The ability to control the cameras is very important too. It is much easier if you can take off thick outer gloves, but this is not a good idea in such cold — or at least not for more than a few dozens of seconds. It was during the shooting in the Arctic that I appreciated manual controls the most in the whole time I use Fujifilm gear. My friends with DSLRs doubted them when I switched to Fujifilm and even some brand fans sometimes state that they are not as much important for them. I definitely love and need them, and I hope that they won’t disappear from future models of Fujifilm cameras. It is very hard to turn a small front or rear wheel or press the needed button with a finger in a coarse winter glove, but it is quite easy to set the exposure compensation or the shutter speed with the upper dials. For some people, these controls are just a part of the camera look, but photographing far beyond the Arctic Circle has proven that they are extremely practical (together with joystick and aperture ring on the lens).

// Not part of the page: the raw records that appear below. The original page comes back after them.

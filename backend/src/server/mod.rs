//! Server construction and middleware wiring.

mod config;

pub use config::ServerConfig;

use actix_session::{
    SessionMiddleware,
    config::{CookieContentSecurity, PersistentSession},
    storage::CookieSessionStore,
};
use actix_web::cookie::{Key, SameSite};
use actix_web::dev::{Server, ServiceFactory, ServiceRequest, ServiceResponse};
use actix_web::{App, HttpServer, web};

use backend::Trace;
#[cfg(debug_assertions)]
use backend::doc::ApiDoc;
use backend::domain::ports::FixtureCredentialVerifier;
use backend::domain::{DirectoryService, FeedService};
use backend::inbound::http::businesses::{
    create_business, create_review, delete_business, featured_businesses, get_business,
    list_businesses, update_business,
};
use backend::inbound::http::health::{HealthState, live, ready};
use backend::inbound::http::posts::{
    comment_on_post, create_post, delete_post, featured_posts, get_post, like_post, list_posts,
    update_post,
};
use backend::inbound::http::state::HttpState;
use backend::inbound::http::users::{current_user, login, logout};
use backend::outbound::persistence::InMemoryDocumentStore;
#[cfg(debug_assertions)]
use utoipa::OpenApi;
#[cfg(debug_assertions)]
use utoipa_swagger_ui::SwaggerUi;

use std::sync::Arc;

/// Wire the directory and feed services over a shared document store.
fn build_http_state() -> HttpState {
    let store = Arc::new(InMemoryDocumentStore::new());
    let directory = Arc::new(DirectoryService::new(Arc::clone(&store)));
    let feed = Arc::new(FeedService::new(store));
    HttpState {
        directory: directory.clone(),
        directory_command: directory,
        feed: feed.clone(),
        feed_command: feed,
        verifier: Arc::new(FixtureCredentialVerifier),
    }
}

#[derive(Clone)]
struct AppDependencies {
    health_state: web::Data<HealthState>,
    http_state: web::Data<HttpState>,
    key: Key,
    cookie_secure: bool,
    same_site: SameSite,
}

fn build_app(
    deps: AppDependencies,
) -> App<
    impl ServiceFactory<
        ServiceRequest,
        Config = (),
        Response = ServiceResponse,
        Error = actix_web::Error,
        InitError = (),
    >,
> {
    let AppDependencies {
        health_state,
        http_state,
        key,
        cookie_secure,
        same_site,
    } = deps;

    let session = SessionMiddleware::builder(CookieSessionStore::default(), key)
        .cookie_name("session".into())
        .cookie_path("/".into())
        .cookie_secure(cookie_secure)
        .cookie_http_only(true)
        .cookie_content_security(CookieContentSecurity::Private)
        .cookie_same_site(same_site)
        .session_lifecycle(
            PersistentSession::default().session_ttl(actix_web::cookie::time::Duration::hours(2)),
        )
        .build();

    let api = web::scope("/api/v1")
        .wrap(session)
        .service(login)
        .service(logout)
        .service(current_user)
        .service(list_businesses)
        .service(featured_businesses)
        .service(get_business)
        .service(create_business)
        .service(update_business)
        .service(delete_business)
        .service(create_review)
        .service(list_posts)
        .service(featured_posts)
        .service(get_post)
        .service(create_post)
        .service(update_post)
        .service(delete_post)
        .service(like_post)
        .service(comment_on_post);

    let app = App::new()
        .app_data(health_state)
        .app_data(http_state)
        .wrap(Trace)
        .service(api)
        .service(ready)
        .service(live);

    #[cfg(debug_assertions)]
    let app = app.service(SwaggerUi::new("/docs").url("/api-docs/openapi.json", ApiDoc::openapi()));
    #[cfg(not(debug_assertions))]
    let app = app;

    app
}

/// Construct an Actix HTTP server from the provided health state and config.
///
/// # Errors
/// Propagates [`std::io::Error`] when binding the socket fails.
pub fn create_server(
    health_state: web::Data<HealthState>,
    config: ServerConfig,
) -> std::io::Result<Server> {
    tracing::info!(addr = %config.bind_addr(), "starting HTTP server");
    let server_health_state = health_state.clone();
    let http_state = web::Data::new(build_http_state());
    let ServerConfig {
        key,
        cookie_secure,
        same_site,
        bind_addr,
    } = config;

    let server = HttpServer::new(move || {
        build_app(AppDependencies {
            health_state: server_health_state.clone(),
            http_state: http_state.clone(),
            key: key.clone(),
            cookie_secure,
            same_site,
        })
    })
    .bind(bind_addr)?
    .run();

    health_state.mark_ready();
    Ok(server)
}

I could write an article maybe twice as long about clothes and other equipment. For example, about completely useless hand warmers, which may supposedly burn you according to the warning printed on them, but in these conditions, they barely became lukewarm. About snacks that you have to carry in your pockets because they freeze to stone in the backpack. About the fact that the only chance to preserve water in a liquid state is a high-quality vacuum flask. Maybe I’ll write about all these things one day.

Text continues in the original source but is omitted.